It is a source of perpetual astonishment how many times I must reiterate a fundamentally simple and evidence-based position to a certain contingent of bitter and intellectually dense followers. My advocacy is, and has always been, built upon a foundation of probability and strategic choice, not the guarantee of perfection.
Let me restate the premise with unequivocal clarity: I advise men to seek partners under the age of 30. This recommendation is grounded in three observable, general trends:
1. They are statistically less likely to possess the accumulated bitterness and confrontational attitudes that can fester with age and negative experiences.
2. They are typically more agreeable and open to a harmonious partnership.
3. They are biologically more fertile, a fact supported by overwhelming medical data on female reproductive health.

Furthermore, for long-term relationships, I advocate for women with a university education—a proxy for intellectual compatibility and discipline—and for those who embrace their natural appearance, as it often correlates with confidence and a rejection of the superficial.
Now, when a specific under-30, such as Regina Daniels, behaves in a manner that is offensively stupid or toxic, I witness the profoundly thick-headed seizing upon it as if it single-handedly dismantles my entire argument. This line of “reasoning” is not just flawed; it is a testament to a staggering lack of critical thought.
Let me be blunt and say anyone who employs this logic in earnest is, frankly, stupid.
To illuminate this with an undeniable analogy: it is an established, statistical fact that air travel is far safer than road travel. Does this fact mean that aeroplanes are incapable of crashing?
Of course not. And when a plane does tragically crash, does that event suddenly invalidate decades of safety data and render road travel safer? The very notion is absurd.
The crash is a tragic exception, an outlier. It does not negate the overarching rule.
Given the overwhelming statistical evidence, it would be profoundly irrational for me, or anyone else, to choose road travel over air travel based on a belief in its superior safety.
My argument operates on the same principle of probability. I am guiding men towards a demographic where the likelihood of finding an agreeable, fertile, and less-toxic partner is significantly higher. It is a strategic choice to improve one’s odds, not a foolproof recipe for infallibility.

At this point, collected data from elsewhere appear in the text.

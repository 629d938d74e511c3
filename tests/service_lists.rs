mod common;

use common::{at, seed_entry, seed_entry_with, seed_list, setup};
use sea_orm::ConnectionTrait;
use todolist::entities::entry::{self, Label, Status};
use todolist::entities::list;
use todolist::service::ListVisibility;
use todolist::TodoError;

#[tokio::test]
async fn test_get_list_by_id() {
    let service = setup().await;
    let list = seed_list(&service, "My Shopping List", false).await;

    let found = service.get_list_by_id(list.id).await.unwrap().expect("list should exist");
    assert_eq!(found.id, list.id);
    assert_eq!(found.title, "My Shopping List");

    assert!(service.get_list_by_id(list.id + 1).await.unwrap().is_none());
}

#[tokio::test]
async fn test_visibility_filters_partition_lists() {
    let service = setup().await;
    let visible_a = seed_list(&service, "Visible A", false).await;
    let hidden = seed_list(&service, "Hidden", true).await;
    let visible_b = seed_list(&service, "Visible B", false).await;

    let hidden_only = service.get_todo_lists(ListVisibility::HiddenOnly).await.unwrap();
    assert_eq!(hidden_only.len(), 1);
    assert!(hidden_only.iter().all(|l| l.hide));

    let visible_only = service.get_todo_lists(ListVisibility::VisibleOnly).await.unwrap();
    assert_eq!(visible_only.len(), 2);
    assert!(visible_only.iter().all(|l| !l.hide));

    let all = service.get_todo_lists(ListVisibility::All).await.unwrap();
    assert_eq!(all.len(), hidden_only.len() + visible_only.len());
    for list in [&visible_a, &hidden, &visible_b] {
        assert!(all.contains(list), "list {} missing from All", list.id);
    }

    // The tri-state flag maps onto the same filters
    let from_flag = service.get_todo_lists(Some(true).into()).await.unwrap();
    assert_eq!(from_flag, hidden_only);
}

#[tokio::test]
async fn test_insert_list_rejects_invalid_titles() {
    let service = setup().await;

    let empty = service.insert_list(Some(list::Model::new("", false))).await;
    assert!(matches!(empty, Err(TodoError::Store(_))), "got {:?}", empty);

    let too_long = service.insert_list(Some(list::Model::new("x".repeat(101), false))).await;
    assert!(matches!(too_long, Err(TodoError::Store(_))), "got {:?}", too_long);

    let longest = service.insert_list(Some(list::Model::new("x".repeat(100), false))).await;
    assert!(longest.is_ok());

    assert_eq!(service.get_todo_lists(ListVisibility::All).await.unwrap().len(), 1);
}

#[tokio::test]
async fn test_copy_list_duplicates_list_and_entries() {
    let service = setup().await;
    let source = seed_list(&service, "Packing", true).await;

    let originals = vec![
        seed_entry_with(
            &service,
            entry::Model {
                description: Some("Warm one".to_string()),
                additional_notes: Some("Check the zipper".to_string()),
                label: Label::Personal,
                due_date: Some(at(20, 9, 0)),
                reminder: Some(at(19, 20, 0)),
                is_reminded: true,
                status: Status::InProgress,
                ..entry::Model::new(source.id, "Jacket", at(3, 12, 0))
            },
        )
        .await,
        seed_entry_with(
            &service,
            entry::Model {
                label: Label::Work,
                status: Status::Completed,
                ..entry::Model::new(source.id, "Laptop", at(4, 8, 30))
            },
        )
        .await,
        seed_entry(&service, source.id, "Charger").await,
    ];

    let copy = service.copy_list(Some(source.clone())).await.unwrap();

    assert_ne!(copy.id, source.id);
    assert_eq!(copy.title, source.title);
    assert_eq!(copy.hide, source.hide);

    let copied = service.get_entries_by_list_id(copy.id, false).await.unwrap();
    assert_eq!(copied.len(), originals.len());

    for (original, copied) in originals.iter().zip(&copied) {
        assert_ne!(copied.id, original.id);
        assert_eq!(copied.todo_list_id, copy.id);
        assert_eq!(copied.title, original.title);
        assert_eq!(copied.description, original.description);
        assert_eq!(copied.additional_notes, original.additional_notes);
        assert_eq!(copied.label, original.label);
        assert_eq!(copied.due_date, original.due_date);
        assert_eq!(copied.reminder, original.reminder);
        assert_eq!(copied.is_reminded, original.is_reminded);
        assert_eq!(copied.creation_date, original.creation_date);
        assert_eq!(copied.status, original.status);
    }

    // The source is untouched
    let source_entries = service.get_entries_by_list_id(source.id, false).await.unwrap();
    assert_eq!(source_entries.len(), originals.len());
}

#[tokio::test]
async fn test_copy_list_is_decoupled_from_source() {
    let service = setup().await;
    let source = seed_list(&service, "Original", false).await;
    seed_entry(&service, source.id, "Only entry").await;

    let copy = service.copy_list(Some(source.clone())).await.unwrap();
    service.remove_list(Some(source)).await.unwrap();

    let (list, entries) = service.get_list_with_entries(copy.id).await.unwrap().unwrap();
    assert_eq!(list.title, "Original");
    assert_eq!(entries.len(), 1);
}

#[tokio::test]
async fn test_copy_empty_list() {
    let service = setup().await;
    let source = seed_list(&service, "Empty", false).await;

    let copy = service.copy_list(Some(source)).await.unwrap();

    assert!(service.get_entries_by_list_id(copy.id, false).await.unwrap().is_empty());
    assert_eq!(service.get_todo_lists(ListVisibility::All).await.unwrap().len(), 2);
}

#[tokio::test]
async fn test_failed_copy_leaves_no_orphan_list() {
    let service = setup().await;
    let source = seed_list(&service, "Fragile", false).await;
    seed_entry(&service, source.id, "First").await;

    // Make every further entry insert fail, so the copy breaks after its list was written
    service
        .storage()
        .conn()
        .execute_unprepared(
            "CREATE TRIGGER reject_entries BEFORE INSERT ON todo_entries
             BEGIN
                 SELECT RAISE(ABORT, 'entry inserts disabled');
             END",
        )
        .await
        .unwrap();

    let result = service.copy_list(Some(source.clone())).await;
    assert!(matches!(result, Err(TodoError::Store(_))), "got {:?}", result);

    let lists = service.get_todo_lists(ListVisibility::All).await.unwrap();
    assert_eq!(lists, vec![source], "the half-made copy must be rolled back");
}

#[tokio::test]
async fn test_update_list() {
    let service = setup().await;
    let mut list = seed_list(&service, "Draft", false).await;

    list.title = "Final".to_string();
    list.hide = true;
    service.update_list(Some(list.clone())).await.unwrap();

    let reloaded = service.get_list_by_id(list.id).await.unwrap().unwrap();
    assert_eq!(reloaded.title, "Final");
    assert!(reloaded.hide);
    assert_eq!(service.get_todo_lists(ListVisibility::VisibleOnly).await.unwrap().len(), 0);
}

#[tokio::test]
async fn test_remove_list_removes_its_entries() {
    let service = setup().await;
    let list = seed_list(&service, "Old", false).await;
    let entry = seed_entry(&service, list.id, "Stale").await;

    service.remove_list(Some(list.clone())).await.unwrap();

    assert!(service.get_list_by_id(list.id).await.unwrap().is_none());
    assert!(service.get_entry_by_id(entry.id).await.unwrap().is_none());
}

If you cannot grasp the basic arithmetic of probability in decision-making and instead foolishly cling to outliers to disprove a general trend, then the problem resides with your cognitive faculties, not with my advice.

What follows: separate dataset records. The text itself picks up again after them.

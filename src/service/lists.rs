use log::{debug, info};
use sea_orm::{ColumnTrait, QueryFilter, QueryOrder, TransactionTrait};

use super::{require, ListVisibility, TodoService};
use crate::entities::{entry, list};
use crate::error::TodoResult;
use crate::repositories::{EntryRepository, ListRepository};

impl TodoService {
    /// Retrieves lists filtered by their `hide` flag.
    pub async fn get_todo_lists(&self, visibility: ListVisibility) -> TodoResult<Vec<list::Model>> {
        let mut query = ListRepository::table();
        if let Some(hide) = visibility.hide_filter() {
            query = query.filter(list::Column::Hide.eq(hide));
        }
        Ok(query.order_by_asc(list::Column::Id).all(self.storage.conn()).await?)
    }

    /// Get a single list by id. A missing list is `Ok(None)`.
    pub async fn get_list_by_id(&self, id: i32) -> TodoResult<Option<list::Model>> {
        Ok(ListRepository::get_by_id(self.storage.conn(), id).await?)
    }

    /// Get a list together with its entries.
    pub async fn get_list_with_entries(&self, id: i32) -> TodoResult<Option<(list::Model, Vec<entry::Model>)>> {
        Ok(ListRepository::get_with_entries(self.storage.conn(), id).await?)
    }

    /// Stores a new list and returns it with its assigned id.
    ///
    /// # Errors
    /// [`crate::TodoError::InvalidArgument`] when `list` is `None`; store
    /// errors (empty or over-long title) otherwise.
    pub async fn insert_list(&self, list: Option<list::Model>) -> TodoResult<list::Model> {
        let list = require(list, "list")?;
        let inserted = ListRepository::insert(self.storage.conn(), list).await?;
        info!("Created list {} '{}'", inserted.id, inserted.title);
        Ok(inserted)
    }

    /// Duplicates a list and all of its entries.
    ///
    /// The new list gets the source's title and hide flag, and each entry of
    /// the source is copied into it with a fresh id. Everything is written in
    /// a single transaction, so a failure part-way leaves no partial copy.
    ///
    /// # Returns
    /// The newly created list
    pub async fn copy_list(&self, list: Option<list::Model>) -> TodoResult<list::Model> {
        let source = require(list, "list")?;

        let txn = self.storage.conn().begin().await?;

        let copy = ListRepository::insert(&txn, list::Model::new(source.title.clone(), source.hide)).await?;
        let entries = EntryRepository::get_by_list_id(&txn, source.id).await?;
        let copied = entries.len();
        for entry in &entries {
            EntryRepository::insert(&txn, entry.duplicate_into(copy.id)).await?;
        }

        txn.commit().await?;

        info!("Copied list {} into {} with {} entries", source.id, copy.id, copied);
        Ok(copy)
    }

    pub async fn update_list(&self, list: Option<list::Model>) -> TodoResult<list::Model> {
        let list = require(list, "list")?;
        let updated = ListRepository::update(self.storage.conn(), list).await?;
        debug!("Updated list {}", updated.id);
        Ok(updated)
    }

    /// Deletes a list. The store removes its entries as well.
    pub async fn remove_list(&self, list: Option<list::Model>) -> TodoResult<()> {
        let list = require(list, "list")?;
        let id = list.id;
        ListRepository::remove(self.storage.conn(), list).await?;
        info!("Removed list {}", id);
        Ok(())
    }
}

Unsurprisingly, it is invariably the bitter over-30s and the perpetually stuck ‘Joe Boys’—those with a vested interest in the failure of this logic—who traffic in these absurd rebuttals.
Regina Daniels is not a case against the general agreeability of women under 30, just as a plane crash in India is not a case against the safety of aviation. She is merely a data point in the column of exceptions that, by definition, every statistical trend must contain.
A wise man plays the probabilities; only a fool is derailed by the outlier.